After a dunk, World Peace was celebrating on his way back down court when he viciously elbowed Thunder guard James Harden in the head causing him to have a concussion.
Worse yet, World Peace still claims it was an accident (if anyone thinks it was an accident, I invite you to watch the video again) and didn't even call Harden afterwards to check up on him. Certainly sounds like a villain to me.
David Stern has seen the league prosper tremendously during his reign as commissioner.
However, Stern seems to consistently make questionable choices that lead to him being amongst the biggest villains in the NBA.
While the laundry list of Stern's controversies is too long to list, in recent memory Stern has done two things in particular, just in the last year, that have reestablished his villainous persona.
First, in the offseason last year, coming off an ugly lockout that cost the NBA 16 regular season games and already had Stern's reputation among fans on the rocks, Stern vetoed a trade that would have sent Chris Paul from the New Orleans Hornets to the Los Angeles Lakers. The league owned the Hornets at that time. They instead shipped him later to the Lakers' cross-town rival, the Los Angeles Clippers.
Although he implied to be doing so in the interest of fairness to the league, there certainly have been many more lopsided trades in NBA history. Many argue that it wasn't his right to step up and veto the trade after it was approved by Hornets' management.
This year, even while the 2012 team was drawing comparisons to the 1992 Dream Team, Stern and NBA owners came forth with a plan to limit the amount of NBA players who participate in the Olympics by making it 23-and-under only.
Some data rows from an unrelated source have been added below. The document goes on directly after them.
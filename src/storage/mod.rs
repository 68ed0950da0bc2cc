//! Certificate Storage
//!
//! Pluggable persistence for a TLS certificate-management subsystem: ACME
//! account data and per-domain certificate bundles live in an object store,
//! and an advisory named-lock table coordinates issuance within one process.
//!
//! ## Architecture
//!
//! ```text
//! caller → CertStorage → KeyNamespace → ObjectStore → record codec
//!              ↓
//!          LockTable (orthogonal, never touches the store)
//! ```
//!
//! ## Key Properties
//!
//! - **Not-found classification**: adapter not-found becomes
//!   `StorageError::NotExist`, so callers can branch on "issue" vs "retry"
//! - **Swappable backends**: in-memory for tests, local filesystem for
//!   development, S3 for production (`s3` feature)
//! - **Interoperable layout**: keys and JSON payload shape match data
//!   already in storage

pub mod config;
pub mod error;
pub mod keys;
pub mod locks;
pub mod object_store;
pub mod records;
pub mod store;
#[cfg(feature = "s3")]
pub mod s3_store;

pub use config::{ObjectStoreType, StorageConfig};
pub use error::StorageError;
pub use keys::KeyNamespace;
pub use locks::{LockTable, Waiter};
pub use object_store::{InMemoryObjectStore, LocalFsObjectStore, ObjectStore};
pub use records::{SiteRecord, UserRecord};
pub use store::CertStorage;
#[cfg(feature = "s3")]
pub use config::S3Config;
#[cfg(feature = "s3")]
pub use s3_store::S3ObjectStore;
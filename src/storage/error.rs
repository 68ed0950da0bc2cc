//! Storage Error Taxonomy
//!
//! Classified failures for the certificate storage layer. Callers branch on
//! [`StorageError::NotExist`] ("no data yet, proceed to issue") versus the
//! transient variants ("retry later"); the distinction is load-bearing for
//! the host TLS engine, so not-found conditions are always classified, never
//! surfaced as raw adapter errors.

use std::io::{Error as IoError, ErrorKind};

/// Error type for storage and lock operations.
#[derive(Debug)]
pub enum StorageError {
    /// The requested key has no stored object. Expected during normal
    /// operation; callers use it as a branch condition, not a fault.
    NotExist,
    /// Object store failure other than not-found. Surfaced verbatim;
    /// retry policy belongs to the caller.
    Io(IoError),
    /// Stored payload could not be parsed into the expected record shape.
    /// Fatal to that read; never coerced into a zero-valued record.
    Decode(serde_json::Error),
    /// `unlock` was called for a name that holds no claim. Indicates a
    /// caller bug, not a transient condition.
    NoSuchLock(String),
}

impl StorageError {
    /// True iff this is the not-exists classification.
    pub fn is_not_exist(&self) -> bool {
        matches!(self, StorageError::NotExist)
    }
}

impl std::fmt::Display for StorageError {
    fn fmt(&self, f: &mut std::fmt::Formatter<'_>) -> std::fmt::Result {
        match self {
            StorageError::NotExist => write!(f, "Data does not exist"),
            StorageError::Io(e) => write!(f, "I/O error: {}", e),
            StorageError::Decode(e) => write!(f, "Decode error: {}", e),
            StorageError::NoSuchLock(name) => {
                write!(f, "No lock to release for {}", name)
            }
        }
    }
}

impl std::error::Error for StorageError {
    fn source(&self) -> Option<&(dyn std::error::Error + 'static)> {
        match self {
            StorageError::Io(e) => Some(e),
            StorageError::Decode(e) => Some(e),
            _ => None,
        }
    }
}

impl From<IoError> for StorageError {
    fn from(e: IoError) -> Self {
        if e.kind() == ErrorKind::NotFound {
            StorageError::NotExist
        } else {
            StorageError::Io(e)
        }
    }
}

impl From<serde_json::Error> for StorageError {
    fn from(e: serde_json::Error) -> Self {
        StorageError::Decode(e)
    }
}

#[cfg(test)]
mod tests {
    use super::*;

    #[test]
    fn test_not_found_io_classifies_as_not_exist() {
        let err: StorageError = IoError::new(ErrorKind::NotFound, "no such key").into();
        assert!(err.is_not_exist());
    }

    #[test]
    fn test_other_io_stays_io() {
        let err: StorageError = IoError::new(ErrorKind::ConnectionReset, "reset").into();
        assert!(!err.is_not_exist());
        assert!(matches!(err, StorageError::Io(_)));
    }

    #[test]
    fn test_decode_error_classification() {
        let json_err = serde_json::from_str::<serde_json::Value>("").unwrap_err();
        let err: StorageError = json_err.into();
        assert!(matches!(err, StorageError::Decode(_)));
    }

    #[test]
    fn test_display_names_the_lock() {
        let err = StorageError::NoSuchLock("example.com".to_string());
        assert_eq!(err.to_string(), "No lock to release for example.com");
    }
}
If you want to know exactly why Stern is so high on the list of NBA villains in fact, just listen to his reception at the 2012 NBA draft. I rest my case.
Dwight Howard was at the height of his popularity in the 2008-2009 season, during which he led the Orlando Magic to the NBA Finals before they eventually fell to the Los Angeles Lakers.
Now, Howard will be playing for the Lakers in the 2011-2012 season, and likely beyond it. Howard's fall from being one of the most well liked stars in the NBA to basketball's biggest villain has been a swift one.
Howard understandably became frustrated with the Magic when they did not make improvements in the last few seasons, and many believed he would opt out of the final year of his player option and move on this offseason.
However, Howard never gave a solid straight answer about what he wanted to do. He was constantly changing his mind, and when he did make demands, he was so specific in the teams he would accept a trade to that it was impossible for Orlando to get anywhere close to equal value for him.
Through it all, Howard basically was responsible for getting both his head coach and GM fired in an attempt to keep him after he had amended his contract to stay with the Magic, only to ask to be traded yet again.
Howard's constant flip-flopping was more than most politicians, and his treatment of the Magic organization was seen by many as dreadful.
Howard may be amended if he wins big in LA, but many will never get over Howard's behavior over the last year, and he is easily the NBA's biggest villain right now.